Source data START
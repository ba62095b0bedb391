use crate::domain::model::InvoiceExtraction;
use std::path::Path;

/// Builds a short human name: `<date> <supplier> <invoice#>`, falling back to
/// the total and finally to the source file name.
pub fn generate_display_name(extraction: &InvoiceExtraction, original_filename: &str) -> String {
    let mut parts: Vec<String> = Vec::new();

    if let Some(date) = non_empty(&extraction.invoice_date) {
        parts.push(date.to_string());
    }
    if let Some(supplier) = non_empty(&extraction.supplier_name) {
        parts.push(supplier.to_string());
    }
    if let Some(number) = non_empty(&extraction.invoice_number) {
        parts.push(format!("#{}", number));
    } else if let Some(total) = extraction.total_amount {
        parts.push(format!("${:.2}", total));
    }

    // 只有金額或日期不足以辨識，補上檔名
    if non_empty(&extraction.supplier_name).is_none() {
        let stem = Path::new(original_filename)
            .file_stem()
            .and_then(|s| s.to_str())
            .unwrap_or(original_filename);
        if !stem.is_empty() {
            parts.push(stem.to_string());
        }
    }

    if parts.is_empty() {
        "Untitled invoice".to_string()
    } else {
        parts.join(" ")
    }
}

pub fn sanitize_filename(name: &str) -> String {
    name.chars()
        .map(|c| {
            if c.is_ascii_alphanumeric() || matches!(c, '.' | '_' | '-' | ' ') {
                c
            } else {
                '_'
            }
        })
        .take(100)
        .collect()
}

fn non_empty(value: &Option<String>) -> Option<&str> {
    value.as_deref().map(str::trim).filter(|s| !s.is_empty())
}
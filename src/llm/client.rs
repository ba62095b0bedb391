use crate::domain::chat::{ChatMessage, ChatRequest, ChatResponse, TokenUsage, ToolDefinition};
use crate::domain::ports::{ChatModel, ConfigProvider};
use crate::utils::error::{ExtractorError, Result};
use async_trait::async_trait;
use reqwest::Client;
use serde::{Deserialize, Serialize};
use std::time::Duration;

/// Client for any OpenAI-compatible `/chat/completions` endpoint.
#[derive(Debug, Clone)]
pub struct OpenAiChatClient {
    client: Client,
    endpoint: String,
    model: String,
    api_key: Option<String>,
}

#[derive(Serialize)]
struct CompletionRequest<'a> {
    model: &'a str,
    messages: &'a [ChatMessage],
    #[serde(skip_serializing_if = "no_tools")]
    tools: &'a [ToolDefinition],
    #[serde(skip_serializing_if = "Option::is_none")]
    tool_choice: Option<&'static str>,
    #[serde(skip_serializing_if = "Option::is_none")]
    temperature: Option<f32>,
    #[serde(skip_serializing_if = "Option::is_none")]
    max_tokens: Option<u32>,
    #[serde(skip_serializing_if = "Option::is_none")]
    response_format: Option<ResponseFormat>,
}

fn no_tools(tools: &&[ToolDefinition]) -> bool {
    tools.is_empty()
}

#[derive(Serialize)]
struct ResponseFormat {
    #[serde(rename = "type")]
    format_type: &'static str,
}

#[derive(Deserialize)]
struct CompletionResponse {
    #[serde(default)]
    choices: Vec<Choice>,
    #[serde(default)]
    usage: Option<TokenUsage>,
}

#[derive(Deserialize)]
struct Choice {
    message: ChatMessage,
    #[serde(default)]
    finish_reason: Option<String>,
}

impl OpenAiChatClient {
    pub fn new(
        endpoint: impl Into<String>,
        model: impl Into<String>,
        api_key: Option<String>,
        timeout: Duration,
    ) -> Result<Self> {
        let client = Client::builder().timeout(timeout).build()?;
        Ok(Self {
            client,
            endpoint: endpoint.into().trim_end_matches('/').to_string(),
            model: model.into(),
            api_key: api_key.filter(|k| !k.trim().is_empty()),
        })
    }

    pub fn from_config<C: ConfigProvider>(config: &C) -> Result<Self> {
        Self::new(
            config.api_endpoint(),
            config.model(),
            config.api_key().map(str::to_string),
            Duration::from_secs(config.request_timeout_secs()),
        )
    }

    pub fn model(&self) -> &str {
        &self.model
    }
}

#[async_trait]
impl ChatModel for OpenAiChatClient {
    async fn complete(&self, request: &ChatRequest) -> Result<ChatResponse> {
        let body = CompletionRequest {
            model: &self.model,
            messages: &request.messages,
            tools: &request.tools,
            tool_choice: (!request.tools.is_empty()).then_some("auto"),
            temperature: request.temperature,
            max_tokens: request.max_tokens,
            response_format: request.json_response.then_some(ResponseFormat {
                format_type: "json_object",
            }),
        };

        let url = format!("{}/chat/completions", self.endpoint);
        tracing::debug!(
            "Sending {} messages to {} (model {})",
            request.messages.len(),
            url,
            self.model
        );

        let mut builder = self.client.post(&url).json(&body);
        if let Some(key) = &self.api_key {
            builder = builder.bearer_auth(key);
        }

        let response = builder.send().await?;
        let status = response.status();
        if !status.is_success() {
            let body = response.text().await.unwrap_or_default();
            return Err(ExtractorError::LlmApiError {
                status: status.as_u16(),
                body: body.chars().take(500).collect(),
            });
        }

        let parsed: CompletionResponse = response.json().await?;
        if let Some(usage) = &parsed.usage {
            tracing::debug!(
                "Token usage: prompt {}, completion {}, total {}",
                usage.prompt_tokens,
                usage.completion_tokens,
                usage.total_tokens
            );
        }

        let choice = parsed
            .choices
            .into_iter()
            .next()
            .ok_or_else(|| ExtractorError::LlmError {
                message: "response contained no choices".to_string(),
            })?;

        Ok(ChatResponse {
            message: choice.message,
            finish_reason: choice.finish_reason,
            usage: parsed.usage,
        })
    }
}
Source data END
_Task objective_. Give back each record exactly, from the first line through the last.

_Expected answer_.
repository ba62095b0bedb391
use crate::domain::model::InvoiceExtraction;
use std::path::Path;

/// Builds a short human name: `<date> <supplier> <invoice#>`, falling back to
/// the total and finally to the source file name.
pub fn generate_display_name(extraction: &InvoiceExtraction, original_filename: &str) -> String {
    let mut parts: Vec<String> = Vec::new();

    if let Some(date) = non_empty(&extraction.invoice_date) {
        parts.push(date.to_string());
    }
    if let Some(supplier) = non_empty(&extraction.supplier_name) {
        parts.push(supplier.to_string());
    }
    if let Some(number) = non_empty(&extraction.invoice_number) {
        parts.push(format!("#{}", number));
    } else if let Some(total) = extraction.total_amount {
        parts.push(format!("${:.2}", total));
    }

    // 只有金額或日期不足以辨識，補上檔名
    if non_empty(&extraction.supplier_name).is_none() {
        let stem = Path::new(original_filename)
            .file_stem()
            .and_then(|s| s.to_str())
            .unwrap_or(original_filename);
        if !stem.is_empty() {
            parts.push(stem.to_string());
        }
    }

    if parts.is_empty() {
        "Untitled invoice".to_string()
    } else {
        parts.join(" ")
    }
}

pub fn sanitize_filename(name: &str) -> String {
    name.chars()
        .map(|c| {
            if c.is_ascii_alphanumeric() || matches!(c, '.' | '_' | '-' | ' ') {
                c
            } else {
                '_'
            }
        })
        .take(100)
        .collect()
}

fn non_empty(value: &Option<String>) -> Option<&str> {
    value.as_deref().map(str::trim).filter(|s| !s.is_empty())
}
filename src/llm/client.rs
repository ba62095b0bedb391
use crate::domain::chat::{ChatMessage, ChatRequest, ChatResponse, TokenUsage, ToolDefinition};
use crate::domain::ports::{ChatModel, ConfigProvider};
use crate::utils::error::{ExtractorError, Result};
use async_trait::async_trait;
use reqwest::Client;
use serde::{Deserialize, Serialize};
use std::time::Duration;

/// Client for any OpenAI-compatible `/chat/completions` endpoint.
#[derive(Debug, Clone)]
pub struct OpenAiChatClient {
    client: Client,
    endpoint: String,
    model: String,
    api_key: Option<String>,
}

#[derive(Serialize)]
struct CompletionRequest<'a> {
    model: &'a str,
    messages: &'a [ChatMessage],
    #[serde(skip_serializing_if = "no_tools")]
    tools: &'a [ToolDefinition],
    #[serde(skip_serializing_if = "Option::is_none")]
    tool_choice: Option<&'static str>,
    #[serde(skip_serializing_if = "Option::is_none")]
    temperature: Option<f32>,
    #[serde(skip_serializing_if = "Option::is_none")]
    max_tokens: Option<u32>,
    #[serde(skip_serializing_if = "Option::is_none")]
    response_format: Option<ResponseFormat>,
}

fn no_tools(tools: &&[ToolDefinition]) -> bool {
    tools.is_empty()
}

#[derive(Serialize)]
struct ResponseFormat {
    #[serde(rename = "type")]
    format_type: &'static str,
}

#[derive(Deserialize)]
struct CompletionResponse {
    #[serde(default)]
    choices: Vec<Choice>,
    #[serde(default)]
    usage: Option<TokenUsage>,
}

#[derive(Deserialize)]
struct Choice {
    message: ChatMessage,
    #[serde(default)]
    finish_reason: Option<String>,
}

impl OpenAiChatClient {
    pub fn new(
        endpoint: impl Into<String>,
        model: impl Into<String>,
        api_key: Option<String>,
        timeout: Duration,
    ) -> Result<Self> {
        let client = Client::builder().timeout(timeout).build()?;
        Ok(Self {
            client,
            endpoint: endpoint.into().trim_end_matches('/').to_string(),
            model: model.into(),
            api_key: api_key.filter(|k| !k.trim().is_empty()),
        })
    }

    pub fn from_config<C: ConfigProvider>(config: &C) -> Result<Self> {
        Self::new(
            config.api_endpoint(),
            config.model(),
            config.api_key().map(str::to_string),
            Duration::from_secs(config.request_timeout_secs()),
        )
    }

    pub fn model(&self) -> &str {
        &self.model
    }
}

#[async_trait]
impl ChatModel for OpenAiChatClient {
    async fn complete(&self, request: &ChatRequest) -> Result<ChatResponse> {
        let body = CompletionRequest {
            model: &self.model,
            messages: &request.messages,
            tools: &request.tools,
            tool_choice: (!request.tools.is_empty()).then_some("auto"),
            temperature: request.temperature,
            max_tokens: request.max_tokens,
            response_format: request.json_response.then_some(ResponseFormat {
                format_type: "json_object",
            }),
        };

        let url = format!("{}/chat/completions", self.endpoint);
        tracing::debug!(
            "Sending {} messages to {} (model {})",
            request.messages.len(),
            url,
            self.model
        );

        let mut builder = self.client.post(&url).json(&body);
        if let Some(key) = &self.api_key {
            builder = builder.bearer_auth(key);
        }

        let response = builder.send().await?;
        let status = response.status();
        if !status.is_success() {
            let body = response.text().await.unwrap_or_default();
            return Err(ExtractorError::LlmApiError {
                status: status.as_u16(),
                body: body.chars().take(500).collect(),
            });
        }

        let parsed: CompletionResponse = response.json().await?;
        if let Some(usage) = &parsed.usage {
            tracing::debug!(
                "Token usage: prompt {}, completion {}, total {}",
                usage.prompt_tokens,
                usage.completion_tokens,
                usage.total_tokens
            );
        }

        let choice = parsed
            .choices
            .into_iter()
            .next()
            .ok_or_else(|| ExtractorError::LlmError {
                message: "response contained no choices".to_string(),
            })?;

        Ok(ChatResponse {
            message: choice.message,
            finish_reason: choice.finish_reason,
            usage: parsed.usage,
        })
    }
}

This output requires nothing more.